Exercise brief: Print, exactly as they appear in the listing below, the lines from the line with "#[derive(Debug, Error)]" to the line with "expected JSON document.", with both end lines kept.

*** Opening Material supplied ***

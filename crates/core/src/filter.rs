//! Local filter pipeline
//!
//! Some probes post-process their output on the gateway machine, e.g. to
//! resolve names the remote host cannot. The output is written to a scratch
//! file and piped through the probe's filter on a dedicated local session.
//! A single scratch path is used, so only one filter runs at a time.

use std::path::PathBuf;

use tokio::sync::Mutex;
use tracing::{debug, warn};
use wurm_runtime::{CommandOutput, CommandRunner, FILTER_SESSION_KEY};

/// Scratch file shared by all filter runs.
pub const DEFAULT_SCRATCH_PATH: &str = "/tmp/wurmterm_localhost_filter";

/// Stderr reported when the scratch file cannot be written.
pub const SCRATCH_WRITE_FAILED: &str = "Local filter execution failed, writing temporary file failed!";

/// Stderr prefix reported when the filter command itself fails.
pub const FILTER_RUN_FAILED: &str = "Local filter execution failed";

#[derive(Debug)]
pub struct LocalFilter {
	scratch: PathBuf,
	lock: Mutex<()>,
}

impl Default for LocalFilter {
	fn default() -> Self {
		Self::new(DEFAULT_SCRATCH_PATH)
	}
}

impl LocalFilter {
	pub fn new(scratch: impl Into<PathBuf>) -> Self {
		Self {
			scratch: scratch.into(),
			lock: Mutex::new(()),
		}
	}

	/// Pipes `stdout` through `filter` and returns the filter's output.
	///
	/// Failures are not errors: a scratch write failure degrades to empty
	/// stdout with [`SCRATCH_WRITE_FAILED`] as stderr, a failing filter run to
	/// empty stdout with [`FILTER_RUN_FAILED`] and the cause.
	pub async fn apply(&self, runner: &dyn CommandRunner, stdout: &str, filter: &str) -> CommandOutput {
		let _running = self.lock.lock().await;

		if let Err(err) = tokio::fs::write(&self.scratch, stdout).await {
			warn!(target = "wurm.dispatch", path = %self.scratch.display(), error = %err, "failed to write filter scratch file");
			return CommandOutput {
				stdout: String::new(),
				stderr: SCRATCH_WRITE_FAILED.to_string(),
			};
		}

		let scratch = shell_quote(&self.scratch.to_string_lossy());
		let filtered = runner.execute(FILTER_SESSION_KEY, &format!("cat {scratch} | {filter}")).await;

		if let Err(err) = runner.execute(FILTER_SESSION_KEY, &format!("rm -f {scratch}")).await {
			debug!(target = "wurm.dispatch", error = %err, "failed to remove filter scratch file");
		}

		filtered.unwrap_or_else(|err| {
			warn!(target = "wurm.dispatch", filter, error = %err, "local filter failed");
			CommandOutput {
				stdout: String::new(),
				stderr: format!("{FILTER_RUN_FAILED}: {err}"),
			}
		})
	}
}

/// Single-quotes `text` for a POSIX shell.
pub(crate) fn shell_quote(text: &str) -> String {
	format!("'{}'", text.replace('\'', r"'\''"))
}
//! Client-side probe scheduling
//!
//! Tracks, per host and probe, whether a request is in flight and when the
//! last answer arrived. The [`Scheduler`] is a plain state machine: callers
//! pass the current time in, and it answers which probes to issue. It never
//! performs I/O itself, which keeps [`ProbeClient`](crate::ProbeClient) thin
//! and the rules testable.
//!
//! Per (host, probe) the state is `idle -> updating -> idle`. A probe is only
//! (re)issued while idle, so there is never more than one request in flight
//! for the same pair.

use std::collections::{BTreeMap, BTreeSet, HashMap};
use std::time::Duration;

use serde::Serialize;
use tracing::{debug, warn};
use wurm_protocol::{Frame, LOCAL_HOST, ProbeMeta, Severity};

use crate::severity::classify;

pub const DEFAULT_REFRESH_INTERVAL: Duration = Duration::from_secs(5);

/// Follow-up chains longer than this are cut.
pub const DEFAULT_MAX_CHAIN_DEPTH: u32 = 8;

#[derive(Debug, Clone)]
pub struct SchedulerConfig {
	/// Period of the per-host tick.
	pub refresh_interval: Duration,
	/// Probes that are never issued.
	pub blacklist: BTreeSet<String>,
	/// Maximum number of follow-up hops from an initial or refreshed probe.
	pub max_chain_depth: u32,
}

impl Default for SchedulerConfig {
	fn default() -> Self {
		Self {
			refresh_interval: DEFAULT_REFRESH_INTERVAL,
			blacklist: BTreeSet::new(),
			max_chain_depth: DEFAULT_MAX_CHAIN_DEPTH,
		}
	}
}

/// Latest known result of one probe on one host.
#[derive(Debug, Clone, PartialEq, Serialize)]
#[serde(rename_all = "camelCase")]
pub struct ProbeResult {
	pub host: String,
	pub probe: String,
	pub stdout: String,
	pub stderr: String,
	pub next: Vec<String>,
	pub updating: bool,
	/// Epoch milliseconds of the last state change.
	pub timestamp: u64,
	pub severity: Severity,
}

/// A probe to issue because another one's output asked for it.
#[derive(Debug, Clone, PartialEq, Eq)]
pub struct FollowUp {
	pub probe: String,
	pub depth: u32,
}

/// What a server frame did to the schedule.
#[derive(Debug, Clone, PartialEq)]
pub enum Outcome {
	Completed { result: ProbeResult, follow_ups: Vec<FollowUp> },
	Failed { host: String, probe: String, error: String },
}

#[derive(Debug, Clone, Default)]
struct ProbeState {
	updating: bool,
	timestamp: u64,
	depth: u32,
	result: Option<ProbeResult>,
}

#[derive(Debug, Default)]
pub struct Scheduler {
	config: SchedulerConfig,
	catalog: BTreeMap<String, ProbeMeta>,
	hosts: HashMap<String, BTreeMap<String, ProbeState>>,
}

impl Scheduler {
	pub fn new(config: SchedulerConfig) -> Self {
		Self {
			config,
			catalog: BTreeMap::new(),
			hosts: HashMap::new(),
		}
	}

	/// Replaces the probe catalog, as received from a `probes` frame.
	pub fn set_catalog(&mut self, catalog: BTreeMap<String, ProbeMeta>) {
		self.catalog = catalog;
	}

	pub fn catalog(&self) -> &BTreeMap<String, ProbeMeta> {
		&self.catalog
	}

	/// Starts tracking `host`. Existing probe state is kept.
	pub fn watch(&mut self, host: &str) {
		self.hosts.entry(host.to_string()).or_default();
	}

	/// True if `host` is watched but nothing was issued for it yet.
	pub fn is_untouched(&self, host: &str) -> bool {
		self.hosts.get(host).is_some_and(BTreeMap::is_empty)
	}

	pub fn watched_hosts(&self) -> impl Iterator<Item = &str> {
		self.hosts.keys().map(String::as_str)
	}

	/// Whether `probe` may be issued against `host`.
	///
	/// Probes missing from the catalog are refused, including every probe
	/// before the catalog has arrived.
	pub fn allows(&self, host: &str, probe: &str) -> bool {
		if self.config.blacklist.contains(probe) {
			return false;
		}
		let Some(meta) = self.catalog.get(probe) else {
			return false;
		};
		host == LOCAL_HOST || !meta.local_only
	}

	/// Initial probes for `host`, in name order.
	pub fn initial_probes(&self, host: &str) -> Vec<String> {
		self.catalog
			.iter()
			.filter(|(name, meta)| meta.initial && self.allows(host, name))
			.map(|(name, _)| name.clone())
			.collect()
	}

	/// Marks `probe` on `host` as updating if it may be issued now.
	///
	/// Returns false (and changes nothing) for disallowed probes, for pairs
	/// already in flight, and for follow-ups beyond the chain limit.
	pub fn begin(&mut self, host: &str, probe: &str, depth: u32, now: u64) -> bool {
		if !self.allows(host, probe) {
			debug!(target = "wurm.client", host, probe, "probe not allowed on host");
			return false;
		}
		if depth > self.config.max_chain_depth {
			warn!(target = "wurm.client", host, probe, depth, "follow-up chain too deep, dropping");
			return false;
		}

		let state = self.hosts.entry(host.to_string()).or_default().entry(probe.to_string()).or_default();
		if state.updating {
			return false;
		}
		state.updating = true;
		state.timestamp = now;
		state.depth = depth;
		if let Some(result) = &mut state.result {
			result.updating = true;
		}
		true
	}

	/// Applies a `probe` frame (result or error) received at `now`.
	///
	/// Frames for pairs that were never issued are ignored.
	pub fn complete(&mut self, frame: &Frame, now: u64) -> Option<Outcome> {
		let (Some(host), Some(probe)) = (frame.host.as_deref(), frame.probe.as_deref()) else {
			warn!(target = "wurm.client", cmd = %frame.cmd, "probe frame without host or probe");
			return None;
		};
		let Some(state) = self.hosts.get_mut(host).and_then(|probes| probes.get_mut(probe)) else {
			warn!(target = "wurm.client", host, probe, "frame does not match any issued probe");
			return None;
		};

		state.updating = false;
		state.timestamp = now;

		if let Some(error) = &frame.error {
			if let Some(result) = &mut state.result {
				result.updating = false;
				result.timestamp = now;
			}
			return Some(Outcome::Failed {
				host: host.to_string(),
				probe: probe.to_string(),
				error: error.clone(),
			});
		}

		let stdout = frame.stdout.clone().unwrap_or_default();
		let next = frame.next.clone().unwrap_or_default();
		let result = ProbeResult {
			host: host.to_string(),
			probe: probe.to_string(),
			severity: classify(&stdout, frame.render.as_ref()),
			stdout,
			stderr: frame.stderr.clone().unwrap_or_default(),
			next: next.clone(),
			updating: false,
			timestamp: now,
		};
		state.result = Some(result.clone());

		let depth = state.depth + 1;
		let follow_ups = next.into_iter().map(|probe| FollowUp { probe, depth }).collect();
		Some(Outcome::Completed { result, follow_ups })
	}

	/// Tracked probes on `host` whose result is older than their refresh period.
	///
	/// The local host only refreshes probes flagged `local`; remote hosts never
	/// refresh local-only probes.
	pub fn due_probes(&self, host: &str, now: u64) -> Vec<String> {
		let Some(probes) = self.hosts.get(host) else {
			return Vec::new();
		};
		probes
			.iter()
			.filter(|(name, state)| {
				let Some(meta) = self.catalog.get(name.as_str()) else {
					return false;
				};
				if host == LOCAL_HOST && !meta.local {
					return false;
				}
				!state.updating && now.saturating_sub(state.timestamp) > meta.refresh.saturating_mul(1000) && self.allows(host, name)
			})
			.map(|(name, _)| name.clone())
			.collect()
	}

	pub fn is_updating(&self, host: &str, probe: &str) -> bool {
		self.hosts
			.get(host)
			.and_then(|probes| probes.get(probe))
			.is_some_and(|state| state.updating)
	}

	pub fn result(&self, host: &str, probe: &str) -> Option<&ProbeResult> {
		self.hosts.get(host)?.get(probe)?.result.as_ref()
	}

	/// Latest results for `host`, in probe name order.
	pub fn results(&self, host: &str) -> Vec<&ProbeResult> {
		self.hosts
			.get(host)
			.map(|probes| probes.values().filter_map(|state| state.result.as_ref()).collect())
			.unwrap_or_default()
	}

	/// Forgets in-flight requests, e.g. after the connection dropped.
	pub fn reset_in_flight(&mut self) {
		for state in self.hosts.values_mut().flat_map(BTreeMap::values_mut) {
			state.updating = false;
			if let Some(result) = &mut state.result {
				result.updating = false;
			}
		}
	}
}
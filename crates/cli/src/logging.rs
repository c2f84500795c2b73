use tracing_subscriber::EnvFilter;
use tracing_subscriber::fmt::writer::MakeWriterExt;

pub fn init_logging(verbosity: u8) {
	// A long-running gateway logs failed probes and auth at warn; that is all
	// an unattended `serve` should print. `-v` adds connections and the
	// catalog but keeps per-session start/stop lines quiet, `-vv` traces every
	// command.
	let filter = match verbosity {
		0 => "warn",
		1 => "info,wurm_runtime=warn",
		_ => "debug",
	};

	let env_filter = EnvFilter::try_from_default_env().unwrap_or_else(|_| EnvFilter::new(filter));

	let stderr = std::io::stderr.with_max_level(tracing::Level::TRACE);

	tracing_subscriber::fmt()
		.with_env_filter(env_filter)
		.with_writer(stderr)
		.with_target(true)
		.with_level(true)
		.compact()
		.init();
}
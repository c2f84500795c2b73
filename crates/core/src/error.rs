//! Error types for probe dispatch, discovery, and the probe client.

use thiserror::Error;

/// Result type alias for wurm operations.
pub type Result<T> = std::result::Result<T, Error>;

#[derive(Debug, Error)]
pub enum Error {
	/// The requested probe is not in the registry.
	#[error("No such probe")]
	UnknownProbe { probe: String },

	/// The probe catalog could not be loaded.
	#[error("Invalid probe catalog: {0}")]
	Catalog(String),

	/// A collaborator printed something that is not the expected JSON document.
	#[error("Failed to parse output of {source_name}: {reason}")]
	Parse { source_name: String, reason: String },

	/// A discovery collaborator could not be run or exited unsuccessfully.
	#[error("Discovery command '{command}' failed: {reason}")]
	Discovery { command: String, reason: String },

	/// Session pool failure (spawn, execution, timeout).
	#[error(transparent)]
	Runtime(#[from] wurm_runtime::Error),

	/// WebSocket transport failure on the client side.
	#[error("Transport error: {0}")]
	Transport(#[from] tokio_tungstenite::tungstenite::Error),

	/// The client has no open connection to send on.
	#[error("Not connected")]
	NotConnected,

	/// The server answered an ad-hoc run with an error frame.
	#[error("Remote error: {0}")]
	Remote(String),

	#[error("I/O error: {0}")]
	Io(#[from] std::io::Error),
}

impl Error {
	pub(crate) fn parse(source_name: impl Into<String>, reason: impl ToString) -> Self {
		Error::Parse {
			source_name: source_name.into(),
			reason: reason.to_string(),
		}
	}

	pub(crate) fn discovery(command: impl Into<String>, reason: impl ToString) -> Self {
		Error::Discovery {
			command: command.into(),
			reason: reason.to_string(),
		}
	}
}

*** Closing Material supplied ***

Answer space:
#[derive(Debug, Error)]
pub enum Error {
	/// The requested probe is not in the registry.
	#[error("No such probe")]
	UnknownProbe { probe: String },

	/// The probe catalog could not be loaded.
	#[error("Invalid probe catalog: {0}")]
	Catalog(String),

	/// A collaborator printed something that is not the expected JSON document.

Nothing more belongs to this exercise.